• SUPPLIED RECORDS
= = =

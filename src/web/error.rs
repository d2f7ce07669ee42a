//! HTTP status mapping for crate errors.

use crate::errors::Error;
use axum::{
    Json,
    http::StatusCode,
    response::{IntoResponse, Response},
};
use serde_json::json;

impl Error {
    /// Status code reported to the client for this error.
    #[must_use]
    pub const fn status_code(&self) -> StatusCode {
        match self {
            Self::Validation { .. } => StatusCode::BAD_REQUEST,
            Self::NotFound { .. } => StatusCode::NOT_FOUND,
            Self::Conflict { .. } | Self::ConcurrentModification { .. } => StatusCode::CONFLICT,
            Self::Authentication | Self::Unauthenticated => StatusCode::UNAUTHORIZED,
            Self::Persistence { .. }
            | Self::PasswordHash { .. }
            | Self::Render { .. }
            | Self::Export { .. }
            | Self::Config { .. }
            | Self::Io(_) => StatusCode::INTERNAL_SERVER_ERROR,
        }
    }
}

impl IntoResponse for Error {
    fn into_response(self) -> Response {
        let status = self.status_code();
        let message = if status.is_server_error() {
            tracing::error!("Request failed: {}", self);
            "Internal server error".to_string()
        } else {
            tracing::info!("Request rejected: {}", self);
            self.to_string()
        };

        (status, Json(json!({ "error": message }))).into_response()
    }
}
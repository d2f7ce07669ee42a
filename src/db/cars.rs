//! Car queries and the cascading car delete.

use crate::entities::{Car, Driver, JournalEntry, car, driver, journal_entry};
use crate::errors::{DbResultExt, Error, Result};
use sea_orm::sea_query::Expr;
use sea_orm::{
    ActiveModelTrait, ColumnTrait, ConnectionTrait, DatabaseConnection, EntityTrait,
    QueryFilter, QueryOrder, Set, TransactionTrait,
};
use tracing::{info, instrument, warn};

/// Every car with its driver (if the reference resolves), ordered by plate number.
///
/// The driver is joined with a left join, so cars without a driver, or with a
/// driver id that no longer exists, are included with `None`.
#[instrument(skip(db))]
pub async fn list_cars_with_drivers<C: ConnectionTrait>(
    db: &C,
) -> Result<Vec<(car::Model, Option<driver::Model>)>> {
    Car::find()
        .find_also_related(Driver)
        .order_by_asc(car::Column::Num)
        .order_by_asc(car::Column::Id)
        .all(db)
        .await
        .context(|| "listing cars".to_string())
}

/// One car with its driver, if the reference resolves.
#[instrument(skip(db))]
pub async fn find_car_with_driver<C: ConnectionTrait>(
    db: &C,
    car_id: i64,
) -> Result<Option<(car::Model, Option<driver::Model>)>> {
    Car::find_by_id(car_id)
        .find_also_related(Driver)
        .one(db)
        .await
        .context(|| format!("loading car {car_id}"))
}

/// One car without the driver join.
#[instrument(skip(db))]
pub async fn find_car<C: ConnectionTrait>(db: &C, car_id: i64) -> Result<Option<car::Model>> {
    Car::find_by_id(car_id)
        .one(db)
        .await
        .context(|| format!("loading car {car_id}"))
}

/// Inserts a car. The driver id is stored as given, without a lookup.
#[instrument(skip(db))]
pub async fn insert_car<C: ConnectionTrait>(
    db: &C,
    num: &str,
    color: &str,
    mark: &str,
    driver_id: Option<i64>,
) -> Result<car::Model> {
    let model = car::ActiveModel {
        num: Set(num.to_string()),
        color: Set(color.to_string()),
        mark: Set(mark.to_string()),
        driver_id: Set(driver_id),
        ..Default::default()
    }
    .insert(db)
    .await
    .context(|| format!("inserting car {num}"))?;

    info!("Added car {} (ID: {}) for driver {:?}", model.num, model.id, driver_id);
    Ok(model)
}

/// Replaces all car fields. Returns the number of rows updated.
#[instrument(skip(db))]
pub async fn update_car<C: ConnectionTrait>(
    db: &C,
    car_id: i64,
    num: &str,
    color: &str,
    mark: &str,
    driver_id: Option<i64>,
) -> Result<u64> {
    let result = Car::update_many()
        .col_expr(car::Column::Num, Expr::value(num))
        .col_expr(car::Column::Color, Expr::value(color))
        .col_expr(car::Column::Mark, Expr::value(mark))
        .col_expr(car::Column::DriverId, Expr::value(driver_id))
        .filter(car::Column::Id.eq(car_id))
        .exec(db)
        .await
        .context(|| format!("updating car {car_id}"))?;
    Ok(result.rows_affected)
}

/// Deletes a car and its journal entries as one atomic unit.
///
/// Returns the number of journal entries removed with the car.
///
/// # Errors
/// - `NotFound` if the car does not exist
/// - `ConcurrentModification` if the car vanished between the check and the delete
/// - `Persistence` if any statement fails; nothing is deleted in that case
#[instrument(skip(db))]
pub async fn delete_car_cascade(db: &DatabaseConnection, car_id: i64) -> Result<u64> {
    let txn = db
        .begin()
        .await
        .context(|| format!("starting transaction to delete car {car_id}"))?;

    if find_car(&txn, car_id).await?.is_none() {
        return Err(Error::NotFound {
            entity: "car",
            id: car_id,
        });
    }

    let journal = JournalEntry::delete_many()
        .filter(journal_entry::Column::CarId.eq(car_id))
        .exec(&txn)
        .await
        .context(|| format!("deleting journal entries of car {car_id}"))?;

    let deleted = Car::delete_many()
        .filter(car::Column::Id.eq(car_id))
        .exec(&txn)
        .await
        .context(|| format!("deleting car {car_id}"))?;

    if deleted.rows_affected == 0 {
        warn!("Car {} disappeared before it could be deleted", car_id);
        return Err(Error::ConcurrentModification {
            entity: "car",
            id: car_id,
        });
    }

    txn.commit()
        .await
        .context(|| format!("committing deletion of car {car_id}"))?;

    info!(
        "Deleted car {} with {} journal entries",
        car_id, journal.rows_affected
    );
    Ok(journal.rows_affected)
}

= = =

• WHAT THE TASK REQUIRES
Show the lines of the data that hold the word "entries".

• YOUR RESPONSE
/// Deletes a car and its journal entries as one atomic unit.
/// Returns the number of journal entries removed with the car.
        .context(|| format!("deleting journal entries of car {car_id}"))?;
        "Deleted car {} with {} journal entries",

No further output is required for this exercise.